Fat-Specific Protein 27/CIDEC Promotes Development of Alcoholic Steatohepatitis in Mice and Humans

Ming-Jiang Xu  1 Yan Cai  2 Hua Wang  3 José Altamirano  4 Binxia Chang  5 Adeline Bertola  5 Gemma Odena  6 Jim Lu  7 Naoki Tanaka  8 Kimihiko Matsusue  9 Tsutomu Matsubara  8 Partha Mukhopadhyay  10 Shioko Kimura  8 Pal Pacher  10 Frank J Gonzalez  8 Ramon Bataller  11 Bin Gao  12
Affiliations

Fat-Specific Protein 27/CIDEC Promotes Development of Alcoholic Steatohepatitis in Mice and Humans

Ming-Jiang Xu et al. Gastroenterology. 2015 Oct.

Abstract

Background & aims: Alcoholic steatohepatitis (ASH) is the progressive form of alcoholic liver disease and may lead to cirrhosis and hepatocellular carcinoma. We studied mouse models and human tissues to identify molecules associated with ASH progression and focused on the mouse fat-specific protein 27 (FSP-27)/human cell death-inducing DFF45-like effector C (CIDEC) protein, which is expressed in white adipose tissues and promotes formation of fat droplets.

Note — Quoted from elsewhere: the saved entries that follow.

// SPDX-License-Identifier: AGPL-3.0-or-later
//
// Copyright (C) 2026 Relational Network

//! Error taxonomy for the shop core.
//!
//! Every failure maps to a category a caller can act on: bad input, a
//! provider rejection of a specific step, a state conflict, exhausted
//! stock or retries, or a transient I/O failure. Nothing here is fatal to
//! the process; each path leaves the affected session or account in a
//! well-defined state.

use crate::provider::ProviderError;
use crate::storage::StoreError;

/// Top-level error returned by the provisioning, reservation, and purchase
/// components.
#[derive(Debug, thiserror::Error)]
pub enum ShopError {
    /// Malformed caller input (phone, code, amount). No state changed.
    #[error("invalid input: {0}")]
    InvalidInput(String),

    /// The provider rejected the submitted phone number.
    #[error("provider rejected phone number")]
    InvalidPhone,

    /// The provider rejected the verification code; the session stays in
    /// the code step.
    #[error("provider rejected verification code")]
    InvalidCode,

    /// The provider rejected the second-factor password; the session stays
    /// in the second-factor step.
    #[error("provider rejected second-factor password")]
    IncorrectPassword,

    /// An operation was invoked with no matching in-progress session.
    #[error("no provisioning session in progress")]
    NoSession,

    /// Too many failed code or password attempts; the session was aborted
    /// and its credential artifact deleted.
    #[error("retry limit exceeded, session aborted")]
    RetryLimitExceeded,

    /// Referenced entity does not exist.
    #[error("{0} not found")]
    NotFound(String),

    /// A status transition was requested from the wrong current status
    /// (reserve-when-unavailable, sell-when-not-reserved).
    #[error("account {id} is not {expected}")]
    StatusConflict { id: u64, expected: &'static str },

    /// No available account for the requested country.
    #[error("no available account for country {0}")]
    OutOfStock(String),

    /// Buyer balance does not cover the price.
    #[error("insufficient balance: required {required}, have {balance}")]
    InsufficientBalance { required: f64, balance: f64 },

    /// Transient provider connect/send failure; the caller may retry the
    /// same step.
    #[error("provider error: {0}")]
    Provider(#[from] ProviderError),

    /// Persistent store failure.
    #[error("store error: {0}")]
    Store(#[from] StoreError),
}

pub type ShopResult<T> = Result<T, ShopError>;

impl ShopError {
    /// Lift a store failure, surfacing the caller-actionable categories as
    /// their own variants instead of wrapping them.
    pub(crate) fn from_store(err: StoreError) -> Self {
        match err {
            StoreError::NotFound(what) => ShopError::NotFound(what),
            StoreError::StatusConflict { id, expected } => {
                ShopError::StatusConflict { id, expected }
            }
            StoreError::InsufficientBalance { required, balance } => {
                ShopError::InsufficientBalance { required, balance }
            }
            other => ShopError::Store(other),
        }
    }
}
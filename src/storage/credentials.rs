// SPDX-License-Identifier: AGPL-3.0-or-later
//
// Copyright (C) 2026 Relational Network

//! Credential blob management.
//!
//! Provider session artifacts are opaque files written by the protocol
//! client itself; this store only derives their names, hands out paths,
//! and guarantees deletion on provisioning abort so no orphaned
//! credentials survive a cancel.

use std::fs;
use std::io;
use std::path::PathBuf;

use super::StoragePaths;

/// Manages the on-disk credential blobs referenced by account rows.
#[derive(Debug, Clone)]
pub struct CredentialStore {
    paths: StoragePaths,
}

impl CredentialStore {
    /// Create a store over the given layout and ensure the sessions
    /// directory exists. Safe to call repeatedly.
    pub fn open(paths: StoragePaths) -> io::Result<Self> {
        fs::create_dir_all(paths.sessions_dir())?;
        Ok(Self { paths })
    }

    /// Derive the credential filename for a phone number: its digits plus
    /// a `.session` suffix.
    pub fn credential_ref_for(phone: &str) -> String {
        let digits: String = phone.chars().filter(|c| c.is_ascii_digit()).collect();
        format!("{digits}.session")
    }

    /// Absolute path for a credential blob.
    pub fn path(&self, credential_ref: &str) -> PathBuf {
        self.paths.session(credential_ref)
    }

    /// Whether the blob exists on disk.
    pub fn exists(&self, credential_ref: &str) -> bool {
        self.path(credential_ref).exists()
    }

    /// Delete a credential blob. Deleting a missing blob is not an error.
    pub fn delete(&self, credential_ref: &str) -> io::Result<()> {
        match fs::remove_file(self.path(credential_ref)) {
            Ok(()) => Ok(()),
            Err(e) if e.kind() == io::ErrorKind::NotFound => Ok(()),
            Err(e) => Err(e),
        }
    }
}
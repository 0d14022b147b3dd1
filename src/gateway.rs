// SPDX-License-Identifier: AGPL-3.0-or-later
//
// Copyright (C) 2026 Relational Network

//! # Messaging Gateway Seam
//!
//! Outbound half of the chat front end: the core sends markdown text with
//! optional button layouts to a principal's chat, or edits a message it sent
//! earlier. Inbound events (text, button presses) arrive through
//! [`crate::dispatch`]. Rate limiting is the gateway's concern, not ours.

use async_trait::async_trait;

use crate::models::PrincipalId;

/// An inline button: label plus an opaque action token echoed back on press.
#[derive(Debug, Clone, PartialEq, Eq)]
pub struct Button {
    pub label: String,
    pub action: String,
}

impl Button {
    pub fn new(label: impl Into<String>, action: impl Into<String>) -> Self {
        Self {
            label: label.into(),
            action: action.into(),
        }
    }
}

/// Outbound message: markdown text plus button rows.
#[derive(Debug, Clone, Default)]
pub struct OutboundMessage {
    pub text: String,
    pub buttons: Vec<Vec<Button>>,
}

impl OutboundMessage {
    pub fn text(text: impl Into<String>) -> Self {
        Self {
            text: text.into(),
            buttons: Vec::new(),
        }
    }

    pub fn with_buttons(text: impl Into<String>, buttons: Vec<Vec<Button>>) -> Self {
        Self {
            text: text.into(),
            buttons,
        }
    }
}

/// Gateway transport error, opaque to the core.
#[derive(Debug, thiserror::Error)]
#[error("gateway error: {0}")]
pub struct GatewayError(pub String);

/// Outbound messaging surface of the chat gateway.
#[async_trait]
pub trait MessagingGateway: Send + Sync {
    /// Send a message to a principal's chat.
    async fn send_message(
        &self,
        chat: PrincipalId,
        message: OutboundMessage,
    ) -> Result<(), GatewayError>;

    /// Replace the text and buttons of a previously sent message.
    async fn edit_message(
        &self,
        chat: PrincipalId,
        message_id: i64,
        message: OutboundMessage,
    ) -> Result<(), GatewayError>;
}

Methods: C57BL/6N mice or mice with hepatocyte-specific disruption of Fsp27 (Fsp27(Hep-/-) mice) were fed the Lieber-Decarli ethanol liquid diet (5% ethanol) for 10 days to 12 weeks, followed by 1 or multiple binges of ethanol (5 or 6 g/kg) during the chronic feeding. Some mice were given an inhibitor (GW9662) of peroxisome proliferator-activated receptor γ (PPARG). Adenoviral vectors were used to express transgenes or small hairpin (sh) RNAs in cultured hepatocytes and in mice. Liver tissue samples were collected from ethanol-fed mice or from 31 patients with alcoholic hepatitis (AH) with biopsy-proved ASH and analyzed histologically and immunohistochemically and by transcriptome, immunoblotting, and real-time PCR analyses.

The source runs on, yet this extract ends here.